→ What you are asked to do: Your job is to retype the whole listing exactly.
(Task material)
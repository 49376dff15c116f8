use axum::{extract::State, response::IntoResponse, Json};
use service_core::error::AppError;

use crate::{
    dtos::{
        auth::{
            AuthResponse, LoginRequest, LogoutRequest, RefreshResponse, RefreshTokenRequest,
            VerifyTokenRequest,
        },
        MessageResponse,
    },
    middleware::AuthUser,
    utils::{Password, ValidatedJson},
    AppState,
};

/// Login with email and password
#[utoipa::path(
    post,
    path = "/auth/login",
    request_body = LoginRequest,
    responses(
        (status = 200, description = "Login successful", body = AuthResponse),
        (status = 401, description = "Invalid credentials", body = ErrorResponse),
        (status = 403, description = "Account deactivated or email not verified", body = ErrorResponse),
        (status = 429, description = "Too many requests", body = ErrorResponse),
        (status = 500, description = "Internal server error", body = ErrorResponse)
    ),
    tag = "Authentication"
)]
pub async fn login(
    State(state): State<AppState>,
    ValidatedJson(req): ValidatedJson<LoginRequest>,
) -> Result<impl IntoResponse, AppError> {
    let session = state
        .auth_service
        .login(&req.email, &Password::new(req.password))
        .await?;

    Ok(Json(AuthResponse {
        user: session.user.to_response(),
        tokens: session.tokens,
    }))
}

/// Exchange a refresh token for a new access token
#[utoipa::path(
    post,
    path = "/auth/refresh-token",
    request_body = RefreshTokenRequest,
    responses(
        (status = 200, description = "Token refreshed", body = RefreshResponse),
        (status = 401, description = "Invalid or expired token", body = ErrorResponse),
        (status = 403, description = "Account deactivated", body = ErrorResponse)
    ),
    tag = "Authentication"
)]
pub async fn refresh_token(
    State(state): State<AppState>,
    ValidatedJson(req): ValidatedJson<RefreshTokenRequest>,
) -> Result<impl IntoResponse, AppError> {
    let refreshed = state.auth_service.refresh(&req.refresh_token).await?;

    Ok(Json(RefreshResponse {
        access_token: refreshed.access_token,
        refresh_token: refreshed.refresh_token,
        token_type: "Bearer".to_string(),
        expires_in: refreshed.expires_in,
    }))
}

/// Revoke a refresh token
#[utoipa::path(
    post,
    path = "/auth/logout",
    request_body = LogoutRequest,
    responses(
        (status = 200, description = "Logged out", body = MessageResponse),
        (status = 401, description = "Not authenticated", body = GateErrorResponse),
        (status = 404, description = "Refresh token not found", body = ErrorResponse)
    ),
    tag = "Authentication",
    security(
        ("bearer_auth" = [])
    )
)]
pub async fn logout(
    State(state): State<AppState>,
    user: AuthUser,
    ValidatedJson(req): ValidatedJson<LogoutRequest>,
) -> Result<impl IntoResponse, AppError> {
    state
        .auth_service
        .logout(&user.0.user_id, &req.refresh_token)
        .await?;
    Ok(Json(MessageResponse::new("Logged out successfully")))
}

/// Check an access token and return its claims
#[utoipa::path(
    post,
    path = "/auth/verify-token",
    request_body = VerifyTokenRequest,
    responses(
        (status = 200, description = "Token is valid", body = AccessTokenClaims),
        (status = 401, description = "Invalid or expired token", body = ErrorResponse)
    ),
    tag = "Authentication",
    security(
        ("bearer_auth" = [])
    )
)]
pub async fn verify_token(
    State(state): State<AppState>,
    ValidatedJson(req): ValidatedJson<VerifyTokenRequest>,
) -> Result<impl IntoResponse, AppError> {
    let claims = state.auth_service.verify_token(&req.token)?;
    Ok(Json(claims))
}

/// Current user's profile
#[utoipa::path(
    get,
    path = "/auth/me",
    responses(
        (status = 200, description = "Profile", body = UserResponse),
        (status = 401, description = "Not authenticated", body = GateErrorResponse),
        (status = 403, description = "Account deactivated", body = GateErrorResponse)
    ),
    tag = "Authentication",
    security(
        ("bearer_auth" = [])
    )
)]
pub async fn me(
    State(state): State<AppState>,
    user: AuthUser,
) -> Result<impl IntoResponse, AppError> {
    let profile = state.user_service.get_profile(&user.0.user_id).await?;
    Ok(Json(profile))
}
(End Task material)
→ Response box:
repository 49376dff15c116f8
use axum::{extract::State, response::IntoResponse, Json};
use service_core::error::AppError;

use crate::{
    dtos::{
        auth::{
            AuthResponse, LoginRequest, LogoutRequest, RefreshResponse, RefreshTokenRequest,
            VerifyTokenRequest,
        },
        MessageResponse,
    },
    middleware::AuthUser,
    utils::{Password, ValidatedJson},
    AppState,
};

/// Login with email and password
#[utoipa::path(
    post,
    path = "/auth/login",
    request_body = LoginRequest,
    responses(
        (status = 200, description = "Login successful", body = AuthResponse),
        (status = 401, description = "Invalid credentials", body = ErrorResponse),
        (status = 403, description = "Account deactivated or email not verified", body = ErrorResponse),
        (status = 429, description = "Too many requests", body = ErrorResponse),
        (status = 500, description = "Internal server error", body = ErrorResponse)
    ),
    tag = "Authentication"
)]
pub async fn login(
    State(state): State<AppState>,
    ValidatedJson(req): ValidatedJson<LoginRequest>,
) -> Result<impl IntoResponse, AppError> {
    let session = state
        .auth_service
        .login(&req.email, &Password::new(req.password))
        .await?;

    Ok(Json(AuthResponse {
        user: session.user.to_response(),
        tokens: session.tokens,
    }))
}

/// Exchange a refresh token for a new access token
#[utoipa::path(
    post,
    path = "/auth/refresh-token",
    request_body = RefreshTokenRequest,
    responses(
        (status = 200, description = "Token refreshed", body = RefreshResponse),
        (status = 401, description = "Invalid or expired token", body = ErrorResponse),
        (status = 403, description = "Account deactivated", body = ErrorResponse)
    ),
    tag = "Authentication"
)]
pub async fn refresh_token(
    State(state): State<AppState>,
    ValidatedJson(req): ValidatedJson<RefreshTokenRequest>,
) -> Result<impl IntoResponse, AppError> {
    let refreshed = state.auth_service.refresh(&req.refresh_token).await?;

    Ok(Json(RefreshResponse {
        access_token: refreshed.access_token,
        refresh_token: refreshed.refresh_token,
        token_type: "Bearer".to_string(),
        expires_in: refreshed.expires_in,
    }))
}

/// Revoke a refresh token
#[utoipa::path(
    post,
    path = "/auth/logout",
    request_body = LogoutRequest,
    responses(
        (status = 200, description = "Logged out", body = MessageResponse),
        (status = 401, description = "Not authenticated", body = GateErrorResponse),
        (status = 404, description = "Refresh token not found", body = ErrorResponse)
    ),
    tag = "Authentication",
    security(
        ("bearer_auth" = [])
    )
)]
pub async fn logout(
    State(state): State<AppState>,
    user: AuthUser,
    ValidatedJson(req): ValidatedJson<LogoutRequest>,
) -> Result<impl IntoResponse, AppError> {
    state
        .auth_service
        .logout(&user.0.user_id, &req.refresh_token)
        .await?;
    Ok(Json(MessageResponse::new("Logged out successfully")))
}

/// Check an access token and return its claims
#[utoipa::path(
    post,
    path = "/auth/verify-token",
    request_body = VerifyTokenRequest,
    responses(
        (status = 200, description = "Token is valid", body = AccessTokenClaims),
        (status = 401, description = "Invalid or expired token", body = ErrorResponse)
    ),
    tag = "Authentication",
    security(
        ("bearer_auth" = [])
    )
)]
pub async fn verify_token(
    State(state): State<AppState>,
    ValidatedJson(req): ValidatedJson<VerifyTokenRequest>,
) -> Result<impl IntoResponse, AppError> {
    let claims = state.auth_service.verify_token(&req.token)?;
    Ok(Json(claims))
}

/// Current user's profile
#[utoipa::path(
    get,
    path = "/auth/me",
    responses(
        (status = 200, description = "Profile", body = UserResponse),
        (status = 401, description = "Not authenticated", body = GateErrorResponse),
        (status = 403, description = "Account deactivated", body = GateErrorResponse)
    ),
    tag = "Authentication",
    security(
        ("bearer_auth" = [])
    )
)]
pub async fn me(
    State(state): State<AppState>,
    user: AuthUser,
) -> Result<impl IntoResponse, AppError> {
    let profile = state.user_service.get_profile(&user.0.user_id).await?;
    Ok(Json(profile))
}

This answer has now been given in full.